A l’audience du 11 octobre 2024, la SAS DELPEYRAT demande au tribunal de :
Vu les dispositions des articles 56,122, 768 du code de procédure civile, Vu les dispositions des articles 1240 et 2224 du code civil,
Faire droit à la fin de non-recevoir soulevée par la société DELPEYRAT. En conséquence,
Juger irrecevable la demande de la société LABEYRIE FINE FOODS FRANCE en raison de la prescription encourue.
titre subsidiaire et en tout état de cause, Débouter purement et simplement la société LABEYRIE FINE FOODS FRANCE de l’ensemble de ses demandes, fins et conclusions. La condamner au paiement de la somme de : 100.000 euros (cent mille euros) à titre de dommages et intérêts pour agissements déloyaux. 350.000 euros (trois cent cinquante mille euros) à titre de dommages et intérêts pour procédure abusive. 50.000 euros (cinquante mille euros), conformément aux dispositions de l’article 700 du code de procédure civile. Ordonner la publication d’un communiqué judiciaire en 1ère page de son site internet recouvrant la moitié de la 1ère page du site internet et libellé comme suit : « Par jugement en date du …. le tribunal de commerce de PARIS a, condamné la société LABEYRIE FINE FOODS FRANCE au paiement de dommages et intérêts au profit de la société DELPEYRAT pour procédure abusive ». Dire que ce communiqué judiciaire sera présent pendant une durée d’un (1) à compter de la signification du jugement à intervenir sur la moitié de la page d’accueil du site internet de la société LABEYRIE FINE FOODS FRANCE. Dire que ce même communiqué judiciaire sera publié aux frais de LABEYRIE FINE FOODS FRANCE sur un ¼ de page du prochain numéro des magazines « L’USINE NOUVELLE » et « LSA » qui seront publiés dans les 8 (huit) jours de la signification du jugement à intervenir et aux frais exclusifs de la société LABEYRIE FINE FOODS FRANCE dans une limite de 5.000 euros (cinq mille euros) par insertion, et ce sous astreinte de 1.000 euros par jour de retard. Dire que le tribunal de commerce de PARIS se réservera la liquidation de l’astreinte.

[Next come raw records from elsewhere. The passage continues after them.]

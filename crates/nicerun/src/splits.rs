//! Fixed-distance split timing and fastest-window search over the
//! cumulative distance and clock series of a track.

/// Default split length in kilometers.
pub const DEFAULT_SPLIT_KM: f64 = 0.1;

/// Seconds taken for each full `split_km` of the track, in order.
///
/// A split closes at the first sample whose cumulative distance reaches the
/// next multiple of `split_km`. Its time is the clock elapsed since the
/// previous split, scaled by `target / distance_at_crossing` to correct for
/// the overshoot. This assumes even pacing and is not an interpolation
/// between the two samples that straddle the boundary.
pub fn splits(distance: &[f64], clock: &[i64], split_km: f64) -> Vec<f64> {
    let mut result = Vec::new();
    if split_km <= 0.0 {
        return result;
    }

    let mut count = 1u32;
    let mut next_split = split_km;
    let mut split_start = 0;

    for (&d, &t) in distance.iter().zip(clock) {
        if d >= next_split {
            result.push((t - split_start) as f64 * (next_split / d));
            split_start = t;
            count += 1;
            next_split = split_km * f64::from(count);
        }
    }

    result
}

/// Shortest elapsed seconds over which `target_km` was covered.
///
/// Returns `None` when the track is shorter than the target. A target of zero
/// is covered instantly.
pub fn fastest_interval(distance: &[f64], clock: &[i64], target_km: f64) -> Option<i64> {
    let total = distance.last().copied()?;
    if total < target_km {
        return None;
    }

    let n = distance.len().min(clock.len());
    let mut best: Option<i64> = None;
    let mut end = 0;

    for start in 0..n {
        // Distance is non-decreasing, so the first covering end index never
        // moves backwards as the start advances.
        end = end.max(start);
        while end < n && distance[end] - distance[start] < target_km {
            end += 1;
        }
        if end == n {
            break;
        }

        let elapsed = clock[end] - clock[start];
        best = Some(best.map_or(elapsed, |b| b.min(elapsed)));
    }

    best
}

#[cfg(test)]
mod tests {
    use super::*;

    /// Evenly spaced samples: `step_km` apart, `step_s` seconds apart.
    fn even_track(samples: usize, step_km: f64, step_s: i64) -> (Vec<f64>, Vec<i64>) {
        let distance = (0..samples).map(|i| i as f64 * step_km).collect();
        let clock = (0..samples).map(|i| i as i64 * step_s).collect();
        (distance, clock)
    }

    #[test]
    fn test_splits_even_pace() {
        // 62.5m every 15s -> 125m takes 30s
        let (distance, clock) = even_track(21, 0.0625, 15);
        let result = splits(&distance, &clock, 0.125);

        assert_eq!(result.len(), 10);
        for s in result {
            assert!((s - 30.0).abs() < 1e-6, "got {s}");
        }
    }

    #[test]
    fn test_splits_overshoot_scaling() {
        // Crossing 0.1km at 0.125km after 50s: 50 * (0.1 / 0.125) = 40
        let distance = [0.0, 0.125];
        let clock = [0, 50];
        let result = splits(&distance, &clock, 0.1);
        assert_eq!(result.len(), 1);
        assert!((result[0] - 40.0).abs() < 1e-9);
    }

    #[test]
    fn test_splits_uses_cumulative_distance() {
        // Second split: 40s elapsed, crossing 0.2 at 0.25 -> 40 * 0.8 = 32
        let distance = [0.0, 0.1, 0.25];
        let clock = [0, 30, 70];
        let result = splits(&distance, &clock, 0.1);
        assert_eq!(result.len(), 2);
        assert!((result[0] - 30.0).abs() < 1e-9);
        assert!((result[1] - 32.0).abs() < 1e-9);
    }

    #[test]
    fn test_splits_short_track() {
        let distance = [0.0, 0.05, 0.09];
        let clock = [0, 10, 20];
        assert!(splits(&distance, &clock, 0.1).is_empty());
        assert!(splits(&[], &[], 0.1).is_empty());
    }

    #[test]
    fn test_fastest_interval() {
        // Slow first kilometer, fast second one.
        let distance = [0.0, 0.5, 1.0, 1.5, 2.0];
        let clock = [0, 200, 400, 550, 700];

        assert_eq!(fastest_interval(&distance, &clock, 1.0), Some(300));
        assert_eq!(fastest_interval(&distance, &clock, 0.5), Some(150));
        assert_eq!(fastest_interval(&distance, &clock, 2.0), Some(700));
    }

    #[test]
    fn test_fastest_interval_edge_cases() {
        let (distance, clock) = even_track(11, 0.1, 30);

        assert_eq!(fastest_interval(&distance, &clock, 5.0), None);
        assert_eq!(fastest_interval(&distance, &clock, 0.0), Some(0));
        assert_eq!(fastest_interval(&[], &[], 0.0), None);
    }

    #[test]
    fn test_fastest_interval_window_overshoot() {
        // No window is exactly 0.3km; the shortest covering window is 0.4km.
        let distance = [0.0, 0.2, 0.4, 0.6];
        let clock = [0, 60, 100, 160];
        assert_eq!(fastest_interval(&distance, &clock, 0.3), Some(100));
    }
}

La condamner au paiement de la somme de 50.000 euros (cinquante mille euros), conformément aux dispositions de l’article 700 du code de procédure civile.
L’ensemble de ces demandes a fait l’objet du dépôt de conclusions ; celles-ci ont été échangées en présence d’un greffier qui en a pris acte à la procédure.
L’affaire est appelée à l’audience du 13 septembre 2024 et après plusieurs renvois, à l’audience de mise en état du 8 novembre 2024, l’affaire a été confiée à l’examen d’une formation collégiale et les parties ont été convoquées à l’audience collégiale de plaidoirie du 24 janvier 2025, audience annulée et reportée au 7 mars 2025.
Les parties ont communiqué (Labeyrie en date des 20 décembre 2024, 14, 25 et 27 février 2025 et Delpeyrat en date des 30 janvier et 24 et 26 février 2025) des notes complémentaires à leurs écritures à la suite de questions posées par le tribunal avant l’audience de plaidoirie du 7 mars 2025.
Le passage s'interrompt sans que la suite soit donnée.